Hello 2012/3/7 Tom Lane <t...@sss.pgh.pa.us>: > Robert Haas <robertmh...@gmail.com> writes: >> Just to be clear, I am not proposing that we get rid of CHECK TRIGGER >> and keep CHECK FUNCTION. I'm proposing that we get rid of all of the >> dedicated syntax support, and expose it all through one or more >> SQL-callable functions. > > This seems entirely reasonable to me. The syntax support is not the > value-add in this patch, and it's been clear since day one that it would > be difficult for the syntax to cover all the likely permutations of > "which functions do you want to check?". A function-based interface > seems like both less work and more functionality. Yes, it's marginally > less convenient for simple cases, but I'm not even sure that we know > which "simple cases" are going to be popular.
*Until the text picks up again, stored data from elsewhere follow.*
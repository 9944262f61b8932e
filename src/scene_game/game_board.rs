//! The 3×3 grid of cell buttons, turn order and game end detection.

use std::rc::Rc;

use tictactoe_ui::{
    Bitmap, Bounds, Button, ButtonStyle, DrawList, InputEvent, Rectangle, Resources, Texture,
    Widget,
};

use super::board::{self, CellOwner, GameOutcome, Grid, Player, SIZE};
use super::{Layout, PlayerIcons};
use crate::theme::BoardTheme;

/// Receives the board after every successful claim.
pub trait GameListener {
    fn on_game_event(&mut self, board: &GameBoard);
}

impl<F> GameListener for F
where
    F: FnMut(&GameBoard),
{
    fn on_game_event(&mut self, board: &GameBoard) {
        self(board)
    }
}

/// One cell: who owns it and the button that shows it.
pub struct BoardItem {
    owner: CellOwner,
    control: Button,
}

impl BoardItem {
    pub fn owner(&self) -> CellOwner {
        self.owner
    }

    pub fn control(&self) -> &Button {
        &self.control
    }
}

pub struct GameBoard {
    resources: Rc<Resources>,
    background: Rectangle,
    items: [[BoardItem; SIZE]; SIZE],
    current_player: Player,
    outcome: GameOutcome,
    turns_played: u32,
    icons: PlayerIcons,
    spin_speed: f64,
    player1_angle: f64,
}

impl GameBoard {
    pub fn new(
        resources: &Rc<Resources>,
        layout: &Layout,
        theme: &BoardTheme,
        icons: PlayerIcons,
    ) -> Self {
        let board_x = layout.center_x(theme.size);
        let board_y = (layout.window_h - theme.size) / 2.0;

        let background = Rectangle::new(theme.size, theme.size)
            .with_bounds(Bounds::new(board_x, board_y, theme.size, theme.size))
            .with_color(theme.background);

        let style = ButtonStyle {
            background: theme.cell,
            background_hover: theme.cell_hover,
            background_pressed: theme.cell_pressed,
            ..ButtonStyle::default()
        };
        let step = theme.item_size + theme.space;
        let items = std::array::from_fn(|row| {
            std::array::from_fn(|col| BoardItem {
                owner: CellOwner::Unclaimed,
                control: Button::new().with_style(style).with_rect(Bounds::new(
                    board_x + col as f32 * step,
                    board_y + row as f32 * step,
                    theme.item_size,
                    theme.item_size,
                )),
            })
        });

        Self {
            resources: Rc::clone(resources),
            background,
            items,
            current_player: Player::One,
            outcome: GameOutcome::InProgress,
            turns_played: 0,
            icons,
            spin_speed: theme.spin_speed,
            player1_angle: 0.0,
        }
    }

    pub fn current_player(&self) -> Player {
        self.current_player
    }

    pub fn outcome(&self) -> GameOutcome {
        self.outcome
    }

    pub fn turns_played(&self) -> u32 {
        self.turns_played
    }

    pub fn item(&self, row: usize, col: usize) -> &BoardItem {
        &self.items[row][col]
    }

    /// Snapshot of cell ownership.
    pub fn grid(&self) -> Grid {
        self.items.each_ref().map(|row| row.each_ref().map(|item| item.owner))
    }

    pub fn player1_angle(&self) -> f64 {
        self.player1_angle
    }

    /// Feed an event to every cell; a pressed cell is claimed.
    pub fn process_event(&mut self, event: &InputEvent, listener: &mut dyn GameListener) {
        let mut pressed = None;
        for (row, items) in self.items.iter_mut().enumerate() {
            for (col, item) in items.iter_mut().enumerate() {
                if item.control.process_event(event) {
                    pressed = Some((row, col));
                }
            }
        }

        if let Some((row, col)) = pressed {
            self.claim(row, col, listener);
        }
    }

    /// Claim a cell for the current player.
    ///
    /// Does nothing (and returns `false`) if the cell is taken or the game
    /// is over. Otherwise the outcome is recomputed and the turn passes
    /// before `listener` runs; the cell's icon is set afterwards.
    pub fn claim(&mut self, row: usize, col: usize, listener: &mut dyn GameListener) -> bool {
        if self.items[row][col].owner != CellOwner::Unclaimed || self.outcome.is_over() {
            return false;
        }

        let player = self.current_player;
        self.items[row][col].owner = CellOwner::Claimed(player);
        self.outcome = board::outcome(&self.grid(), self.turns_played + 1);
        self.current_player = player.opponent();
        log::debug!("{:?} claimed ({}, {}): {:?}", player, row, col, self.outcome);

        listener.on_game_event(self);

        if let Some(bitmap) = self.icons.for_player(player) {
            self.set_icon(row, col, bitmap);
        }
        self.turns_played += 1;
        true
    }

    /// Advance the spin of player one's marks.
    pub fn update(&mut self, delta_time: f64) {
        self.player1_angle = (self.player1_angle + self.spin_speed * delta_time).rem_euclid(360.0);

        let angle = self.player1_angle as f32;
        for item in self.items.iter_mut().flatten() {
            let spin = item.owner == CellOwner::Claimed(Player::One);
            if let Some(icon) = item.control.icon_mut() {
                icon.set_angle(if spin { angle } else { 0.0 });
            }
        }
    }

    pub fn draw(&self, list: &mut DrawList) {
        self.background.draw(list);
        for item in self.items.iter().flatten() {
            item.control.draw(list);
        }
    }

    fn set_icon(&mut self, row: usize, col: usize, bitmap: Rc<Bitmap>) {
        let icon = Texture::from_bitmap(&self.resources, bitmap);
        self.items[row][col].control.set_icon(icon);
    }
}

#[cfg(test)]
mod tests {
    use super::*;
    use crate::scene_game::testing::{icons, stub_resources};
    use tictactoe_ui::PointerButton;

    fn new_board() -> GameBoard {
        let layout = Layout::new(640.0, 480.0, 200.0);
        GameBoard::new(&stub_resources(), &layout, &BoardTheme::default(), icons())
    }

    fn ignore(_: &GameBoard) {}

    fn play(board: &mut GameBoard, moves: &[(usize, usize)]) {
        for &(r, c) in moves {
            assert!(board.claim(r, c, &mut ignore), "({}, {}) rejected", r, c);
        }
    }

    #[test]
    fn test_layout_matches_board_geometry() {
        let board = new_board();
        // sidebar 200, content 440: board at 200 + (440 - 304) / 2 = 268, y = 88
        assert_eq!(*board.item(0, 0).control().bounds(), Bounds::new(268.0, 88.0, 98.0, 98.0));
        assert_eq!(*board.item(2, 1).control().bounds(), Bounds::new(371.0, 294.0, 98.0, 98.0));
    }

    #[test]
    fn test_turns_alternate() {
        let mut board = new_board();
        assert_eq!(board.current_player(), Player::One);
        play(&mut board, &[(0, 0)]);
        assert_eq!(board.current_player(), Player::Two);
        play(&mut board, &[(1, 1)]);
        assert_eq!(board.current_player(), Player::One);
        assert_eq!(board.turns_played(), 2);
        assert_eq!(board.item(1, 1).owner(), CellOwner::Claimed(Player::Two));
    }

    #[test]
    fn test_diagonal_win() {
        let mut board = new_board();
        play(&mut board, &[(0, 0), (0, 1), (1, 1), (1, 0)]);
        assert_eq!(board.outcome(), GameOutcome::InProgress);
        play(&mut board, &[(2, 2)]);
        assert_eq!(board.outcome(), GameOutcome::Win(Player::One));
        // the turn still flips on the winning move
        assert_eq!(board.current_player(), Player::Two);
    }

    #[test]
    fn test_claimed_cell_is_guarded() {
        let mut board = new_board();
        play(&mut board, &[(0, 0)]);

        let mut calls = 0;
        let mut count = |_: &GameBoard| calls += 1;
        assert!(!board.claim(0, 0, &mut count));
        assert_eq!(calls, 0);
        assert_eq!(board.item(0, 0).owner(), CellOwner::Claimed(Player::One));
        assert_eq!(board.current_player(), Player::Two);
        assert_eq!(board.turns_played(), 1);
    }

    #[test]
    fn test_no_claims_after_game_over() {
        let mut board = new_board();
        play(&mut board, &[(0, 0), (1, 0), (0, 1), (1, 1), (0, 2)]);
        assert_eq!(board.outcome(), GameOutcome::Win(Player::One));

        let mut calls = 0;
        let mut count = |_: &GameBoard| calls += 1;
        assert!(!board.claim(2, 2, &mut count));
        assert_eq!(calls, 0);
        assert_eq!(board.item(2, 2).owner(), CellOwner::Unclaimed);
        assert_eq!(board.turns_played(), 5);
        assert_eq!(board.outcome(), GameOutcome::Win(Player::One));
    }

    #[test]
    fn test_draw_after_ninth_move_only() {
        let mut board = new_board();
        // X O X / X O O / O X X
        let moves = [(0, 0), (0, 1), (0, 2), (1, 1), (1, 0), (1, 2), (2, 1), (2, 0)];
        play(&mut board, &moves);
        assert_eq!(board.outcome(), GameOutcome::InProgress);
        play(&mut board, &[(2, 2)]);
        assert_eq!(board.outcome(), GameOutcome::Draw);
        assert_eq!(board.turns_played(), 9);
    }

    #[test]
    fn test_listener_sees_logical_state_before_icon() {
        let mut board = new_board();
        let mut seen = Vec::new();
        let mut record = |b: &GameBoard| {
            seen.push((
                b.item(1, 2).owner(),
                b.current_player(),
                b.item(1, 2).control().icon().is_some(),
                b.turns_played(),
            ));
        };
        board.claim(1, 2, &mut record);

        assert_eq!(seen, vec![(CellOwner::Claimed(Player::One), Player::Two, false, 0)]);
        assert!(board.item(1, 2).control().icon().is_some());
        assert_eq!(board.turns_played(), 1);
    }

    #[test]
    fn test_press_on_cell_claims_it() {
        let mut board = new_board();
        let mut events = 0;
        let mut count = |_: &GameBoard| events += 1;
        let (cx, cy) = board.item(0, 2).control().bounds().center();
        let down = InputEvent::PointerDown {
            x: cx,
            y: cy,
            button: PointerButton::Primary,
        };
        board.process_event(&down, &mut count);

        assert_eq!(events, 1);
        assert_eq!(board.item(0, 2).owner(), CellOwner::Claimed(Player::One));
    }

    #[test]
    fn test_only_player_one_icons_spin() {
        let mut board = new_board();
        play(&mut board, &[(0, 0), (0, 1)]);
        board.update(2.0);

        assert_eq!(board.player1_angle(), 60.0);
        assert_eq!(board.item(0, 0).control().icon().unwrap().angle(), 60.0);
        assert_eq!(board.item(0, 1).control().icon().unwrap().angle(), 0.0);

        board.update(11.0);
        assert_eq!(board.player1_angle(), 30.0);
    }

    #[test]
    fn test_missing_icons_leave_cells_blank() {
        let layout = Layout::new(640.0, 480.0, 200.0);
        let mut board = GameBoard::new(
            &stub_resources(),
            &layout,
            &BoardTheme::default(),
            PlayerIcons::default(),
        );
        play(&mut board, &[(0, 0)]);
        assert!(board.item(0, 0).control().icon().is_none());
    }
}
We can and should > postpone that decision until we have some field experience to base it on. > >> If we need both >> plpgsql_check_function(procoid) and plpgsql_check_trigger(tgoid), no >> problem. > > FWIW, I would suggest check_trigger(regclass, name) not tgoid, because > we do not have a regtrigger convenience type (and I don't think it's > worth adding one). > > More importantly, I do not agree with requiring the user to specify the > language name --- that is, it should be check_function(procoid) and have > that look up a language-specific checker. Otherwise, scenarios like > "check all my functions regardless of language" are too painful. > There is value-added in providing that much infrastructure.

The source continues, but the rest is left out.